Mark: It’s amazing how far I’ve come within the past week.  I’ve got from being completely dependent on crutches to being able to walk with a limp.  I’ve been hitting the knee with near-infrared light multiple times per day and it seems to be working well.  I don’t have a duplicate of myself with the same knee injury to not administer near-infrared light to see if it’s working or not but it feels like it’s very helpful.

My last question here:  If there’s just one thing, one concept or idea that you think is the most important from your work that you’d like everyone in the world to know because it would reduce the suffering and make the world a better place what would it be?

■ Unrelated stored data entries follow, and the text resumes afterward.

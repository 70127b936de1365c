//! Shared setup for client integration tests: one inprocess world per
//! test, users with deterministic keys, registered records, and ready
//! clients.

use upspin_client::{Client, bind};
use upspin_core::{Config, Endpoint, Signature, Transport, UserName, UserRecord};
use upspin_factotum::{Curve, Factotum, keygen};

pub fn factotum_for_seed(seed: u8) -> Factotum {
    let g = keygen::from_seed(Curve::P256, &[seed; 16]).unwrap();
    Factotum::from_keys(g.pair.public().text(), &g.pair.secret_decimal()).unwrap()
}

pub fn register_transport() {
    bind::register(
        Transport::InProcess,
        bind::Dialers {
            dir: upspin_inprocess::dial_dir,
            store: upspin_inprocess::dial_store,
            key: upspin_inprocess::dial_key,
        },
    )
    .unwrap();
}

pub fn config_for(user: &str, world: &str) -> Config {
    let mut config = Config::new(UserName::from(user));
    let endpoint = Endpoint::inprocess(world);
    config.key_endpoint = endpoint.clone();
    config.store_endpoint = endpoint.clone();
    config.dir_endpoint = endpoint;
    config
}

/// Creates a user in `world`: deterministic keys from `seed`, a key
/// server record, and a client. The root is not created.
pub async fn new_user(user: &str, world: &str, seed: u8) -> Client {
    register_transport();
    let factotum = factotum_for_seed(seed);
    let config = config_for(user, world);
    let client = Client::new(config.clone(), factotum.clone());

    let record = UserRecord {
        name: UserName::from(user),
        public_key: factotum.public_key().text().to_string(),
        dirs: vec![config.dir_endpoint.clone()],
        stores: vec![config.store_endpoint.clone()],
    };
    // Bootstrap registration; the signup flow lives outside this build.
    client
        .key_server()
        .unwrap()
        .put(&record, &Signature { r: vec![], s: vec![] })
        .await
        .unwrap();
    client
}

Dr. Ian Harris: It would be to say the effectiveness of medicine is overestimated by those who are making the decisions and the harms are underestimated.  The doctors that sell are overestimating the benefits and underestimating the harms.  The way to correct that is to make doctors be more scientific about what they do, and also to educate the public to be more scientific about what they will have done to them.  Don’t be afraid to look up the evidence.  Ask your doctor questions.  The simplest question of all, and it sounds dumb but so many unnecessary procedures could’ve been saved by asking this single question:  What evidence do you have that doing this procedure to me is better than not doing it to me?

It’s a really simple question and that’s what it all boils down to.  So if somebody says to you ‘I think you need a knee arthroscopy’ say ‘what evidence do you have that doing a knee arthroscopy on me tomorrow is better than not doing anything at all.’

Mark:  Thanks for coming on the show Dr. Harris.  It was a pleasure and I’m thrilled to help get your message out there to the public.